This, from the 1709 blog: Anne Muir, 58, has become the first person in Scotland to be convicted for illegally sharing music files online. Muir pleaded guilty at Ayr Sheriff Court last month to a contravention of section 107(1)(e) of the Copyright, Designs and Patents Act 1988. Muir, from Ayr, admitted to distributing £54,792 worth of copyrighted music files by making them available to others via a ‘peer-to-peer’ file sharing application. Following an initial investigation by BPI (British Recorded Music Industry) and IFPI International Federation for the Phonographic Industry), a formal complaint was made to Strathclyde Police. Officers subsequently obtained a search warrant for her home at Gordon Street, Ayr, and seized vital evidence, including computer equipment.

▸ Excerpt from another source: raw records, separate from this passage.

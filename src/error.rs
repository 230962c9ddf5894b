use crate::engine::State;

/// 시나리오 구성 및 실행 중 발생 가능한 오류를 표현한다.
#[derive(Debug, thiserror::Error)]
pub enum ScenarioError {
    /// Step 이름이 중복된 경우이다.
    #[error("중복된 Step 이름이 존재합니다: {0}")]
    DuplicateStep(String),
    /// Step 이름이 비어 있는 경우이다.
    #[error("Step 이름이 비어 있습니다. (위치: {index})")]
    EmptyStepName { index: usize },
    /// 치명적 오류로 실행이 중단된 경우이다.
    #[error("Step '{step}' 실행 중 치명적 오류로 시나리오가 중단되었습니다: {source:#}")]
    Aborted {
        step: String,
        #[source]
        source: anyhow::Error,
        /// 중단 시점의 상태이다.
        state: Box<State>,
    },
    /// 사용자 입력을 받을 수 없는 경우이다.
    #[error("Step '{step}' 입력 처리 실패: {source:#}")]
    Prompt {
        step: String,
        #[source]
        source: anyhow::Error,
        state: Box<State>,
    },
}

impl ScenarioError {
    /// 중단 시점의 상태가 있으면 반환한다.
    pub fn state(&self) -> Option<&State> {
        match self {
            ScenarioError::Aborted { state, .. } | ScenarioError::Prompt { state, .. } => {
                Some(state)
            }
            _ => None,
        }
    }
}

/// State 접근과 영속화 중 발생 가능한 오류를 표현한다.
#[derive(Debug, thiserror::Error)]
pub enum StateError {
    /// 필수 키가 존재하지 않는 경우이다.
    #[error("상태 키가 존재하지 않습니다: {0}")]
    MissingKey(String),
    /// 값을 요청한 타입으로 변환할 수 없는 경우이다.
    #[error("상태 키 '{key}' 값을 변환할 수 없습니다: {source}")]
    Convert {
        key: String,
        #[source]
        source: serde_yaml::Error,
    },
    /// 상태 파일 입출력 오류이다.
    #[error("상태 파일 입출력 실패: {path}")]
    Io {
        path: String,
        #[source]
        source: std::io::Error,
    },
    /// 상태 파일 직렬화/역직렬화 오류이다.
    #[error("상태 파일 형식 오류: {path}")]
    Format {
        path: String,
        #[source]
        source: serde_yaml::Error,
    },
}

/// 폴링 헬퍼에서 발생하는 오류이다.
#[derive(Debug, thiserror::Error)]
pub enum PollError {
    /// 최대 시도 횟수 안에 완료 상태에 도달하지 못했다.
    #[error("{attempts}회 폴링 후에도 완료되지 않았습니다.")]
    Exhausted { attempts: u32 },
}

/// 설정 파일 로딩 오류이다.
#[derive(Debug, thiserror::Error)]
pub enum ConfigError {
    #[error("설정 파일을 읽을 수 없습니다: {0}")]
    Io(#[from] std::io::Error),
    #[error("설정 파일 형식 오류: {0}")]
    Yaml(#[from] serde_yaml::Error),
    /// 알 수 없는 값이 지정된 경우이다.
    #[error("{field} 값이 올바르지 않습니다: {value}")]
    InvalidValue { field: &'static str, value: String },
    #[error("{0}")]
    Placeholder(String),
}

This is the first conviction of its kind in Scotland and is particularly significant to the music industry. District Procurator Fiscal for Ayr, Mirian Watson, said: “Intelligence gathered by BPI and IFPI revealed that Anne Muir was a prolific user of a particular file sharing network based in the UK. Illegally flouting copyright laws is tantamount to theft and not only deprives legitimate companies and artists of earnings, but also undermines the music industry as a whole. We will continue to work effectively with law enforcement in this area and to apply our robust prosecution policy.”
The BBC has supplied further details. Muir’s lawyer Lorenzo Alonzi is reported as saying that his client, an auxiliary nurse at Ayr hospital, had not used the network for any financial gain, but to build up her self-esteem after suffering from depression for a number of years: “Mrs Muir was not in any way trying to distribute on a large scale, she had a very big quantity of these files because she was hoarding — a symptom of a severe obsessive personality disorder that she suffers from. She has, for many years, suffered from bouts of depression, which causes her to have extremely low self-esteem.”

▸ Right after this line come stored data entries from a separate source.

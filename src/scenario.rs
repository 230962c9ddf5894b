use crate::engine::{State, load_state, save_state};
use crate::error::ScenarioError;
use futures::FutureExt;
use futures::future::BoxFuture;
use std::collections::HashSet;
use std::fmt;
use std::path::PathBuf;

pub mod skip;

/// Step 실행 여부를 결정하는 조건 함수이다.
pub type SkipPredicate = Box<dyn Fn(&State) -> bool + Send + Sync>;

/// 상태로부터 메시지를 계산하는 함수이다.
pub type MessageFn = Box<dyn Fn(&State) -> String + Send + Sync>;

/// Action Step 핸들러이다. 실행 중인 Step만 상태를 변경할 수 있다.
pub type ActionFn =
    Box<dyn for<'a> Fn(&'a mut State) -> BoxFuture<'a, anyhow::Result<()>> + Send + Sync>;

/// Output/Input Step에서 사용자에게 보여줄 메시지이다.
pub enum Message {
    /// 그대로 출력하는 문자열.
    Literal(String),
    /// `${key}` 플레이스홀더를 상태 값으로 치환하는 문자열.
    Template(String),
    /// 실행 시점 상태로부터 계산하는 메시지.
    Computed(MessageFn),
}

impl Message {
    /// 현재 상태로 메시지를 렌더링한다.
    pub fn render(&self, state: &State) -> anyhow::Result<String> {
        match self {
            Message::Literal(text) => Ok(text.clone()),
            Message::Template(template) => state.expand_placeholders(template),
            Message::Computed(f) => Ok(f(state)),
        }
    }
}

impl From<&str> for Message {
    fn from(value: &str) -> Self {
        Message::Literal(value.to_string())
    }
}

impl From<String> for Message {
    fn from(value: String) -> Self {
        Message::Literal(value)
    }
}

impl fmt::Debug for Message {
    fn fmt(&self, f: &mut fmt::Formatter<'_>) -> fmt::Result {
        match self {
            Message::Literal(text) => f.debug_tuple("Literal").field(text).finish(),
            Message::Template(text) => f.debug_tuple("Template").field(text).finish(),
            Message::Computed(_) => f.write_str("Computed(..)"),
        }
    }
}

/// Output Step 표시 옵션이다.
#[derive(Debug, Clone, Copy, Default, PartialEq, Eq)]
pub struct OutputOptions {
    /// 구분선으로 감싼 머리글로 출력한다.
    pub header: bool,
    /// 들여쓰기와 공백을 그대로 유지한다.
    pub preformatted: bool,
}

/// Input Step이 사용자에게 묻는 방식이다.
#[derive(Debug)]
pub enum Prompt {
    /// 예/아니오 확인.
    Confirm {
        message: Message,
        default: bool,
        /// 거부 응답 시 조기 종료를 요청한다.
        exit_on_decline: bool,
    },
    /// 자유 텍스트 입력.
    Text {
        message: Message,
        default: Option<String>,
    },
    /// 단일 선택.
    Select {
        message: Message,
        choices: Vec<String>,
        default: Option<usize>,
    },
    /// 다중 선택.
    MultiSelect {
        message: Message,
        choices: Vec<String>,
    },
}

impl Prompt {
    /// 기본 응답이 '예'인 확인 요청을 만든다.
    pub fn confirm(message: impl Into<Message>) -> Self {
        Prompt::Confirm {
            message: message.into(),
            default: true,
            exit_on_decline: false,
        }
    }

    pub fn text(message: impl Into<Message>) -> Self {
        Prompt::Text {
            message: message.into(),
            default: None,
        }
    }

    pub fn select<I, S>(message: impl Into<Message>, choices: I) -> Self
    where
        I: IntoIterator<Item = S>,
        S: Into<String>,
    {
        Prompt::Select {
            message: message.into(),
            choices: choices.into_iter().map(Into::into).collect(),
            default: None,
        }
    }

    pub fn multi_select<I, S>(message: impl Into<Message>, choices: I) -> Self
    where
        I: IntoIterator<Item = S>,
        S: Into<String>,
    {
        Prompt::MultiSelect {
            message: message.into(),
            choices: choices.into_iter().map(Into::into).collect(),
        }
    }

    /// 확인 요청의 기본 응답을 지정한다.
    pub fn default_answer(mut self, answer: bool) -> Self {
        if let Prompt::Confirm { default, .. } = &mut self {
            *default = answer;
        }
        self
    }

    /// 텍스트 입력의 기본값을 지정한다.
    pub fn default_text(mut self, value: impl Into<String>) -> Self {
        if let Prompt::Text { default, .. } = &mut self {
            *default = Some(value.into());
        }
        self
    }

    /// 단일 선택의 기본 인덱스를 지정한다.
    pub fn default_choice(mut self, index: usize) -> Self {
        if let Prompt::Select { default, .. } = &mut self {
            *default = Some(index);
        }
        self
    }

    /// 확인 요청이 거부되면 조기 종료하도록 설정한다.
    pub fn exit_on_decline(mut self) -> Self {
        if let Prompt::Confirm {
            exit_on_decline, ..
        } = &mut self
        {
            *exit_on_decline = true;
        }
        self
    }

    pub(crate) fn message(&self) -> &Message {
        match self {
            Prompt::Confirm { message, .. }
            | Prompt::Text { message, .. }
            | Prompt::Select { message, .. }
            | Prompt::MultiSelect { message, .. } => message,
        }
    }
}

/// Action Step 실패 시 처리 정책이다.
#[derive(Debug, Clone, Copy, Default, PartialEq, Eq)]
pub enum ErrorPolicy {
    /// 오류를 상태의 오류 목록에 기록하고 다음 Step으로 진행한다.
    #[default]
    Record,
    /// 시나리오 실행을 즉시 중단한다.
    Abort,
}

/// StepKind는 엔진이 수행할 개별 작업 유형을 표현한다.
pub enum StepKind {
    /// 사용자에게 메시지를 출력한다.
    Output {
        message: Message,
        options: OutputOptions,
    },
    /// 사용자 입력을 받아 `state[step.name]`에 저장한다.
    Input { prompt: Prompt },
    /// 외부 호출 등 부수 효과가 있는 작업을 수행한다.
    Action {
        handler: ActionFn,
        policy: ErrorPolicy,
    },
}

impl StepKind {
    /// 로그에 사용할 종류 이름이다.
    pub fn label(&self) -> &'static str {
        match self {
            StepKind::Output { .. } => "output",
            StepKind::Input { .. } => "input",
            StepKind::Action { .. } => "action",
        }
    }
}

impl fmt::Debug for StepKind {
    fn fmt(&self, f: &mut fmt::Formatter<'_>) -> fmt::Result {
        match self {
            StepKind::Output { message, options } => f
                .debug_struct("Output")
                .field("message", message)
                .field("options", options)
                .finish(),
            StepKind::Input { prompt } => f.debug_struct("Input").field("prompt", prompt).finish(),
            StepKind::Action { policy, .. } => f
                .debug_struct("Action")
                .field("policy", policy)
                .finish_non_exhaustive(),
        }
    }
}

/// Step은 Scenario 내 최소 실행 단위를 표현한다.
pub struct Step {
    /// 시나리오 내 고유 이름. Input 응답 저장 키로도 사용한다.
    name: String,
    /// Step에서 실행할 Kind 정보.
    kind: StepKind,
    /// 실행 전 평가하는 skip 조건.
    skip_when: Option<SkipPredicate>,
}

impl Step {
    /// 고정 메시지를 출력하는 Step을 만든다.
    pub fn output(name: impl Into<String>, message: impl Into<Message>) -> Self {
        Self::new(
            name,
            StepKind::Output {
                message: message.into(),
                options: OutputOptions::default(),
            },
        )
    }

    /// `${key}` 플레이스홀더를 치환해 출력하는 Step을 만든다.
    pub fn template(name: impl Into<String>, template: impl Into<String>) -> Self {
        Self::new(
            name,
            StepKind::Output {
                message: Message::Template(template.into()),
                options: OutputOptions::default(),
            },
        )
    }

    /// 상태로부터 계산한 메시지를 출력하는 Step을 만든다.
    pub fn output_with<F>(name: impl Into<String>, render: F) -> Self
    where
        F: Fn(&State) -> String + Send + Sync + 'static,
    {
        Self::new(
            name,
            StepKind::Output {
                message: Message::Computed(Box::new(render)),
                options: OutputOptions::default(),
            },
        )
    }

    /// 누적된 오류를 모두 출력하는 보고 Step을 만든다. 오류가 없으면 건너뛴다.
    pub fn error_report(name: impl Into<String>) -> Self {
        Self::output_with(name, |state| {
            let mut lines = vec![format!("{}개의 오류가 발생했습니다.", state.errors().len())];
            lines.extend(
                state
                    .errors()
                    .iter()
                    .map(|e| format!("- [{}] {}", e.step, e.message)),
            );
            lines.join("\n")
        })
        .preformatted()
        .skip_when(skip::without_errors())
    }

    /// 사용자 입력 Step을 만든다.
    pub fn input(name: impl Into<String>, prompt: Prompt) -> Self {
        Self::new(name, StepKind::Input { prompt })
    }

    /// Action Step을 만든다.
    ///
    /// 핸들러는 `async move { .. }.boxed()` 형태로 상태를 빌려 쓰는 future를 반환한다.
    /// 외부 클라이언트는 클로저가 캡처하여 주입한다.
    pub fn action<F>(name: impl Into<String>, handler: F) -> Self
    where
        F: for<'a> Fn(&'a mut State) -> BoxFuture<'a, anyhow::Result<()>> + Send + Sync + 'static,
    {
        Self::new(
            name,
            StepKind::Action {
                handler: Box::new(handler),
                policy: ErrorPolicy::Record,
            },
        )
    }

    /// 현재 상태를 파일로 저장하는 Action Step을 만든다.
    pub fn save_state(name: impl Into<String>, path: impl Into<PathBuf>) -> Self {
        let path = path.into();
        Self::action(name, move |state| {
            let path = path.clone();
            async move {
                save_state(&path, state).await?;
                anyhow::Ok(())
            }
            .boxed()
        })
    }

    /// 파일에서 상태를 읽어 현재 상태에 병합하는 Action Step을 만든다.
    pub fn load_state(name: impl Into<String>, path: impl Into<PathBuf>) -> Self {
        let path = path.into();
        Self::action(name, move |state| {
            let path = path.clone();
            async move {
                let loaded = load_state(&path).await?;
                state.merge(loaded);
                anyhow::Ok(())
            }
            .boxed()
        })
    }

    fn new(name: impl Into<String>, kind: StepKind) -> Self {
        Self {
            name: name.into(),
            kind,
            skip_when: None,
        }
    }

    /// skip 조건을 지정한다.
    pub fn skip_when<P>(mut self, predicate: P) -> Self
    where
        P: Fn(&State) -> bool + Send + Sync + 'static,
    {
        self.skip_when = Some(Box::new(predicate));
        self
    }

    /// Output Step을 머리글로 표시한다.
    pub fn header(mut self) -> Self {
        if let StepKind::Output { options, .. } = &mut self.kind {
            options.header = true;
        }
        self
    }

    /// Output Step의 공백을 그대로 유지한다.
    pub fn preformatted(mut self) -> Self {
        if let StepKind::Output { options, .. } = &mut self.kind {
            options.preformatted = true;
        }
        self
    }

    /// Action Step 실패를 시나리오 중단으로 처리한다.
    pub fn fatal(mut self) -> Self {
        if let StepKind::Action { policy, .. } = &mut self.kind {
            *policy = ErrorPolicy::Abort;
        }
        self
    }

    pub fn name(&self) -> &str {
        &self.name
    }

    pub fn kind(&self) -> &StepKind {
        &self.kind
    }

    /// skip 조건을 평가한다. 조건이 없으면 항상 실행한다.
    pub fn should_skip(&self, state: &State) -> bool {
        self.skip_when.as_ref().is_some_and(|p| p(state))
    }
}

impl fmt::Debug for Step {
    fn fmt(&self, f: &mut fmt::Formatter<'_>) -> fmt::Result {
        f.debug_struct("Step")
            .field("name", &self.name)
            .field("kind", &self.kind)
            .field("skip_when", &self.skip_when.is_some())
            .finish()
    }
}

/// Scenario는 순서가 고정된 Step 목록이다.
#[derive(Debug)]
pub struct Scenario {
    /// 시나리오의 표시 이름.
    name: String,
    /// Step 목록.
    steps: Vec<Step>,
}

impl Scenario {
    /// Step 이름이 비어 있지 않고 고유한지 검증하여 시나리오를 만든다.
    pub fn new(name: impl Into<String>, steps: Vec<Step>) -> Result<Self, ScenarioError> {
        let mut seen: HashSet<&str> = HashSet::new();
        for (index, step) in steps.iter().enumerate() {
            if step.name.trim().is_empty() {
                return Err(ScenarioError::EmptyStepName { index });
            }
            if !seen.insert(step.name.as_str()) {
                return Err(ScenarioError::DuplicateStep(step.name.clone()));
            }
        }
        Ok(Self {
            name: name.into(),
            steps,
        })
    }

    pub fn name(&self) -> &str {
        &self.name
    }

    pub fn steps(&self) -> &[Step] {
        &self.steps
    }

    /// Step 이름 목록을 순서대로 반환한다.
    pub fn step_names(&self) -> Vec<&str> {
        self.steps.iter().map(|s| s.name.as_str()).collect()
    }

    /// 전체 Step 수를 반환한다.
    pub fn len(&self) -> usize {
        self.steps.len()
    }

    /// Step 수가 비었는지 여부를 확인한다.
    pub fn is_empty(&self) -> bool {
        self.steps.is_empty()
    }
}

#[cfg(test)]
mod tests {
    use super::*;

    #[test]
    fn duplicate_step_names_are_rejected() {
        let result = Scenario::new(
            "dup",
            vec![Step::output("greet", "hi"), Step::output("greet", "again")],
        );
        assert!(matches!(result, Err(ScenarioError::DuplicateStep(name)) if name == "greet"));
    }

    #[test]
    fn empty_step_name_is_rejected() {
        let result = Scenario::new("empty", vec![Step::output("ok", "hi"), Step::output(" ", "x")]);
        assert!(matches!(result, Err(ScenarioError::EmptyStepName { index: 1 })));
    }

    #[test]
    fn builders_set_options_only_on_matching_kinds() {
        let step = Step::output("title", "Welcome").header().preformatted().fatal();
        match step.kind() {
            StepKind::Output { options, .. } => {
                assert!(options.header);
                assert!(options.preformatted);
            }
            other => panic!("unexpected kind: {other:?}"),
        }

        let action = Step::action("noop", |_state| async { anyhow::Ok(()) }.boxed()).fatal();
        assert!(matches!(
            action.kind(),
            StepKind::Action {
                policy: ErrorPolicy::Abort,
                ..
            }
        ));
    }

    #[test]
    fn prompt_defaults_apply_to_their_own_kind() {
        let prompt = Prompt::confirm("go?").default_answer(false).exit_on_decline();
        assert!(matches!(
            prompt,
            Prompt::Confirm {
                default: false,
                exit_on_decline: true,
                ..
            }
        ));
        let prompt = Prompt::select("pick", ["a", "b"]).default_choice(1);
        assert!(matches!(prompt, Prompt::Select { default: Some(1), .. }));
    }

    /// skip 조건이 같은 상태에서 반복 평가해도 같은 값을 내는지 검증한다.
    #[test]
    fn skip_evaluation_is_stable_on_unchanged_state() {
        let step = Step::output("report", "x").skip_when(|state| !state.has_errors());
        let state = State::new();
        let first = step.should_skip(&state);
        let second = step.should_skip(&state);
        assert!(first);
        assert_eq!(first, second);
        assert!(!Step::output("plain", "x").should_skip(&state));
    }

    #[test]
    fn error_report_lists_every_recorded_error() {
        let step = Step::error_report("report");
        let mut state = State::new();
        assert!(step.should_skip(&state));

        state.record_message("create_queue", "access denied");
        state.record_message("delete_topic", "not found");
        assert!(!step.should_skip(&state));
        let StepKind::Output { message, .. } = step.kind() else {
            panic!("report must be an output step");
        };
        let text = message.render(&state).expect("렌더링 실패");
        assert!(text.starts_with("2개의 오류"));
        assert!(text.contains("- [create_queue] access denied"));
        assert!(text.contains("- [delete_topic] not found"));
    }

    #[test]
    fn computed_message_reads_state() {
        let mut state = State::new();
        state.set("queue_url", "mem://queue/a").expect("값 저장 실패");
        let message = Message::Computed(Box::new(|s: &State| {
            format!("url={}", s.get_str("queue_url").unwrap_or("-"))
        }));
        assert_eq!(message.render(&state).expect("렌더링 실패"), "url=mem://queue/a");
    }
}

Her haul consisted of 7,493 digital music files and, truly depressingly, 24,243 karaoke files.
Sheriff Jack McGowan deferred sentence until May 31st to obtain a psychological report. In court it was revealed that Muir was part of a “sharing hub”, which meant users within her network could download music from her and she had mad files available to others via a “peer to peer” file sharing application, in breach of the Copyright, Designs and Patents Act 1988. It is understood she uploaded the music on to the Direct Connect hub.
Much will depend on how the court treats Muir when it comes to the sentencing. A low sentence will be seen as no more than a slap on the wrist and as a message that it’s not worth prosecuting file sharers; a high one will make her into a martyr and can result in poor publicity for the copyright-reliant industries. The court may have a tough job getting the right balance, particularly if Muir’s mental state is a major issue.
In Denmark a Danish user of The Pirate Bay has been fined $28,200 by a court after admitting to uploading a DVD screener of a movie to the service. The Danish man, in his late 20′s, uploaded a copy of Anders Matthesen’s “Black Balloon” to The Pirate Bay. The Retttigheds Alliancens (Rightsholders Alliance) sought the man’s identity from his ISP, and then filed claims against him.